Preface: I currently have assignments to complete, but I’m a procrastinator and I’m procrastinating by writing this. Ha.
Hi. My name is one that you do not need to know, and this is my story.
Well, part of it.
When I was in high school, I was invincible. I was one of those high flyers – I was an outstanding prefect, I had fairly good grades, the teachers loved me (well, most did), and I was fairly popular (part and parcel of being an outstanding prefect). I was fairly liked by everyone, because if you’re nice to people they’re more likely to listen to you (#prefecttip). I had a lot of friends, I had my future planned out, and I was happy. I was invincible.
Then I graduated, went to college, and got a D for economics in AS.
Fun fact: when you believe so much in yourself and you find out that you’re not as amazing as you thought you were, life goes downhill.
My friends were getting pretty A’s, while I was there with a big fat D. Suffice it to say I felt like shit. I couldn’t do anything in uni with that D, and everyone said it was impossible to jump two or more grades higher for A2. So yeah – I kind of felt like shit.
I couldn’t use my real results to apply to universities, so I had to use my predicted grades. I had to beg my economics teacher to maintain my predicted grade. She relented, but I knew she gave up on me a long time ago. She was the sort of dedicated teacher who’d harp on students who weren’t performing well, but she stopped paying attention to me a few months into college. Which was a relief to me, lol.
So. I had my future temporarily intact. I chose to retake AS economics. I studied hard, harder than I did for SPM or anything before that, stayed up late every night, went for tuition because I really couldn’t understand my economics teacher, felt like shit quite often because I was more aware than ever that I was dumber than my peers, cried a couple of times, fell sick (but still studied), and just like that, it was over. I did my best.
I suppose I should mention that I was very much sure that I wouldn’t be studying abroad. I truly believed that I wouldn’t make it. That was the only time I strongly believed with all my heart in anything, lol. My friends told me how nervous and excited they were to study abroad and I couldn’t help but look at them in amusement. They had stars in their eyes while there I was with an impending storm in my heart. Must be nice, I thought.

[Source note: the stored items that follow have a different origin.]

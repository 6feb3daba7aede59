//! Forwarding of verified webhook payloads to an upstream API.

use axum::http::StatusCode;
use serde_json::{json, Value};
use tracing::{error, info, warn};

use crate::client::ApiCaller;
use crate::web::{Handler, HandlerResponse, InboundRequest};

/// Handler whose POST hook decodes the payload and posts it to
/// `forward_path` on the upstream API.
///
/// Answers 200 once the upstream accepts the payload, 400 for a body that is
/// not JSON, and 502 when the upstream call fails or is refused.
pub fn forwarding_handler(api: ApiCaller, forward_path: String) -> Handler {
    Handler::new().on_post(move |req: InboundRequest| {
        let api = api.clone();
        let forward_path = forward_path.clone();
        async move { forward(&api, &forward_path, req).await }
    })
}

async fn forward(api: &ApiCaller, forward_path: &str, req: InboundRequest) -> HandlerResponse {
    let payload: Value = match req.parse_payload() {
        Ok(payload) => payload,
        Err(e) => {
            warn!(error = %e, body_length = req.raw_body.len(), "relay_payload_malformed");
            return e.into();
        }
    };

    match api.post(forward_path, &payload).await {
        Ok(resp) if resp.is_success() => {
            info!(
                path = %forward_path,
                upstream_status = resp.status.as_u16(),
                "relay_forwarded"
            );
            HandlerResponse::ok(json!({ "status": 200, "message": "Forwarded" }))
        }
        Ok(resp) => {
            warn!(
                path = %forward_path,
                upstream_status = resp.status.as_u16(),
                "relay_upstream_refused"
            );
            HandlerResponse::error(StatusCode::BAD_GATEWAY, "Upstream request failed")
        }
        Err(e) => {
            error!(path = %forward_path, error = %e, "relay_upstream_error");
            HandlerResponse::error(StatusCode::BAD_GATEWAY, "Upstream request failed")
        }
    }
}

Results day. I was fully prepared to be sent to clearing. I was very apathetic about it, because people who feel too much sometimes become people who feel nothing at all.
I got an A for economics.
I was the happiest person in the world for ten minutes.
I was thinking, this was the first time in my life that I tried so hard for something, and I actually got the result I wanted! Hard work trumps all! I wanted to tell to my economics teacher: “Look, I did it. You thought I couldn’t but I did. THANKS FOR NOTHING. HA.”

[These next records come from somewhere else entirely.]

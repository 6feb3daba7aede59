//! Route table and HTTP serving.
//!
//! Use [`ApiServer::add_hmac_resource`] for endpoints authenticated with a
//! shared HMAC secret and [`ApiServer::add_basic_resource`] for endpoints
//! behind HTTP Basic authentication.

use std::future::{self, Future};
use std::sync::Arc;

use anyhow::{Context, Result};
use axum::{
    body::Bytes,
    http::{HeaderMap, Method},
    routing::get,
    Json, Router,
};
use serde::Serialize;
use tokio::{net::TcpListener, signal};
use tower_http::trace::TraceLayer;
use tracing::{error, info};

use crate::web::basic_auth::BasicAuthResource;
use crate::web::handler::InboundRequest;
use crate::web::hmac_resource::HmacResource;

/// Health check response.
#[derive(Serialize)]
pub struct HealthResponse {
    pub status: &'static str,
}

/// Health check endpoint.
pub async fn health() -> Json<HealthResponse> {
    Json(HealthResponse { status: "ok" })
}

/// Builder for the server's routes.
#[derive(Debug)]
pub struct ApiServer {
    router: Router,
}

impl Default for ApiServer {
    fn default() -> Self {
        Self::new()
    }
}

impl ApiServer {
    /// A server exposing only `GET /health`.
    pub fn new() -> Self {
        Self {
            router: Router::new().route("/health", get(health)),
        }
    }

    /// Mount an HMAC-authenticated resource on `route` for GET, POST and PUT.
    pub fn add_hmac_resource(mut self, route: &str, resource: HmacResource) -> Self {
        let resource = Arc::new(resource);
        let on_get = resource.clone();
        let on_post = resource.clone();
        let on_put = resource;

        let methods = get(move |method: Method, headers: HeaderMap, body: Bytes| {
            let resource = on_get.clone();
            async move { resource.get(InboundRequest::new(method, headers, body)).await }
        })
        .post(move |method: Method, headers: HeaderMap, body: Bytes| {
            let resource = on_post.clone();
            async move { resource.post(InboundRequest::new(method, headers, body)).await }
        })
        .put(move |method: Method, headers: HeaderMap, body: Bytes| {
            let resource = on_put.clone();
            async move { resource.put(InboundRequest::new(method, headers, body)).await }
        });

        info!(route = %route, "hmac_resource_mounted");
        self.router = self.router.route(route, methods);
        self
    }

    /// Mount a Basic-authenticated resource on `route` for GET and POST.
    pub fn add_basic_resource(mut self, route: &str, resource: BasicAuthResource) -> Self {
        let resource = Arc::new(resource);
        let on_get = resource.clone();
        let on_post = resource;

        let methods = get(move |method: Method, headers: HeaderMap, body: Bytes| {
            let resource = on_get.clone();
            async move { resource.get(InboundRequest::new(method, headers, body)).await }
        })
        .post(move |method: Method, headers: HeaderMap, body: Bytes| {
            let resource = on_post.clone();
            async move { resource.post(InboundRequest::new(method, headers, body)).await }
        });

        info!(route = %route, "basic_resource_mounted");
        self.router = self.router.route(route, methods);
        self
    }

    /// The finished router, with HTTP request tracing.
    pub fn into_router(self) -> Router {
        self.router.layer(TraceLayer::new_for_http())
    }

    /// Bind `host:port` and serve until SIGINT or SIGTERM.
    pub async fn start(self, host: &str, port: u16) -> Result<()> {
        let listener = TcpListener::bind((host, port))
            .await
            .with_context(|| format!("Failed to bind to {}:{}", host, port))?;
        self.serve(listener).await
    }

    /// Serve on an already bound listener until SIGINT or SIGTERM.
    pub async fn serve(self, listener: TcpListener) -> Result<()> {
        self.serve_with_shutdown(listener, shutdown_signal()).await
    }

    /// Serve on `listener` until `shutdown` resolves, then drain in-flight
    /// requests and return.
    pub async fn serve_with_shutdown<F>(self, listener: TcpListener, shutdown: F) -> Result<()>
    where
        F: Future<Output = ()> + Send + 'static,
    {
        let address = listener.local_addr().context("Failed to read local address")?;
        info!(address = %address, "web_server_listening");

        axum::serve(listener, self.into_router())
            .with_graceful_shutdown(async move {
                shutdown.await;
                info!("web_server_shutting_down");
            })
            .await
            .context("Server error")?;

        info!("web_server_shutdown_complete");
        Ok(())
    }
}

/// Resolves on the first SIGINT or SIGTERM.
///
/// A signal whose handler cannot be installed is logged and never fires, so
/// the server keeps running on the remaining one.
async fn shutdown_signal() {
    let interrupt = async {
        match signal::ctrl_c().await {
            Ok(()) => "SIGINT",
            Err(e) => {
                error!(error = %e, signal = "SIGINT", "signal_handler_unavailable");
                future::pending().await
            }
        }
    };

    #[cfg(unix)]
    let terminate = async {
        match signal::unix::signal(signal::unix::SignalKind::terminate()) {
            Ok(mut stream) => {
                stream.recv().await;
                "SIGTERM"
            }
            Err(e) => {
                error!(error = %e, signal = "SIGTERM", "signal_handler_unavailable");
                future::pending().await
            }
        }
    };

    #[cfg(not(unix))]
    let terminate = future::pending::<&'static str>();

    let received = tokio::select! {
        name = interrupt => name,
        name = terminate => name,
    };
    info!(signal = received, "shutdown_signal_received");
}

I guess what I’m trying to say here is that you can do anything if you put your mind to it. Right here is a testament to it. And if what you reap isn’t what you wanted… then at least you know you did your best. In the end, that’s what matters – you did your best, and that’s a fact to be proud of, more than anything else. Because I know how hard it is to work hard, and hey – it’s the journey that matters more than the destination, right?
Back to my story. I was the happiest person in the world for ten minutes – but those ten minutes were short-lived. After that, things kind of went downhill again.
And that is a story for another time, because it’s getting late and I probably should work on my assignments now.